Managed to cycle UP one entire big hill without walking it. Getting stronger!
Everyone tells me what a rainy summer it has been, including the people back home.
It's my understanding that all of Canada has had their parades rained on this year.
Lovely village, Mervin. Stopped in when I saw a highway sign for a tearoom, even though I had made green tea before leaving Turtleford.
Children are out playing and riding their bikes freely here.
I remember back at Elk Pt., Andy, the motel owner, saying that their town was crime free! I've been leaving my bike unlocked lately. It really is a safe area in all this mid-north.
Jeff and Tam own Bumbleberry's Tea and Coffee House and are very interested in organics. Apparently, Tam started out making Smart Snacks for friends. Her baking is superb using as much organic as ingredients as is possible.
Had organic orange juice, and the best homemade whole-wheat toast n jam. Most of the food is organic, and I tell Jeff about 'Vickie's Veggies' so he can contact her through Google to find out more about the organic foods Vicky is growing here in Picton.
Tam has the best Bearington Bears collection I've ever seen, which makes the tearoom so warm and friendly. Later, when I find Sassy, I wonder if I should send her to Tam, but Sassy still sits on my dresser here at home.

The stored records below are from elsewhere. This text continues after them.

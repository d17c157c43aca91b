// src/serve/population.rs

use super::{error::ApiError, AppState};
use crate::population::{self, GrowthRecord, PopulationRecord};
use axum::{
    extract::{Path, State},
    routing::get,
    Json, Router,
};

const POPULATION_FILE: &str = "Nufus/ANKARA_ILCE_NUFUSLARI.csv";
const GROWTH_FILE: &str = "Nufus/YILLIK_NUFUS_ARTIS_HIZI.csv";

pub fn routes() -> Router<AppState> {
    Router::new()
        .route("/all", get(population_all))
        .route("/{district}", get(population_by_district))
}

pub fn growth_routes() -> Router<AppState> {
    Router::new()
        .route("/all", get(growth_all))
        .route("/{district}", get(growth_by_district))
}

async fn population_all(
    State(state): State<AppState>,
) -> Result<Json<Vec<PopulationRecord>>, ApiError> {
    let records = population::read_population(state.cfg.data_dir.join(POPULATION_FILE))?;
    Ok(Json(records))
}

async fn population_by_district(
    State(state): State<AppState>,
    Path(district): Path<String>,
) -> Result<Json<Vec<PopulationRecord>>, ApiError> {
    let records = population::read_population(state.cfg.data_dir.join(POPULATION_FILE))?;
    let hits = population::filter_by_district(records, &district, |r| &r.district);
    if hits.is_empty() {
        return Err(ApiError::NotFound(format!("no data for district: {district}")));
    }
    Ok(Json(hits))
}

async fn growth_all(State(state): State<AppState>) -> Result<Json<Vec<GrowthRecord>>, ApiError> {
    let records = population::read_growth(state.cfg.data_dir.join(GROWTH_FILE))?;
    Ok(Json(records))
}

async fn growth_by_district(
    State(state): State<AppState>,
    Path(district): Path<String>,
) -> Result<Json<Vec<GrowthRecord>>, ApiError> {
    let records = population::read_growth(state.cfg.data_dir.join(GROWTH_FILE))?;
    let hits = population::filter_by_district(records, &district, |r| &r.district);
    if hits.is_empty() {
        return Err(ApiError::NotFound(format!("no data for district: {district}")));
    }
    Ok(Json(hits))
}
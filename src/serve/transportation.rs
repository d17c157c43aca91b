// src/serve/transportation.rs

use super::employment::FileListing;
use super::tables::table_route;
use super::{error::ApiError, AppState};
use crate::corpus;
use axum::{extract::State, routing::get, Json, Router};

const FOLDER: &str = "Ulasım";

pub fn routes() -> Router<AppState> {
    let file = |name: &str| format!("{FOLDER}/{name}");
    Router::new()
        .route("/vehicle-count", table_route(file("otomobil_sayisi.csv")))
        .route("/vehicle-average-age", table_route(file("tasit_yaslari.csv")))
        .route("/files", get(list_files))
}

async fn list_files(State(state): State<AppState>) -> Result<Json<FileListing>, ApiError> {
    let dir = state.cfg.data_dir.join(FOLDER);
    let files = corpus::list_csv_files(&dir)?;
    Ok(Json(FileListing {
        base_path: dir.display().to_string(),
        total_files: files.len(),
        files,
    }))
}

Tam's lunch menu is unlike any I seen yet, and one I would normally have never missed except that I was given the chance to use a computer across the road to catch up on my blog here and became obsessed with finishing that I've missed lunch.
Jeff lead me to a hose at the side of the tearoom, where I washed off most of the clay from the trail that was still stuck to the spokes, fenders, wheels, and frame. The mud made the bike that much heavier and it's so heavy as it is that is has probably discouraged any potential bike thief. I mentioned that my helmet needed replacing because the padding inside it is loose, and he gave me the name of a good sports store in Saskatoon. No bike stores in the prairies. Now that Ontario people are also moving to SK, maybe that will change soon. After all, there are excellent tearooms there now.
Thanks to Laura who works in the municipal office for allowing me 3 hrs., more had I wanted it, on Mervin's library computer.
Behind me, in the municipal office, I heard someone say 'I hear we have a celebrity in our midst' and Lois comes over to the computer desk, wearing a yellow Revelstoke t-shirt with a bear on it, while I'm typing, and introduces herself. When I remark about her t-shirt, she tells me of her encounter with a grizzly.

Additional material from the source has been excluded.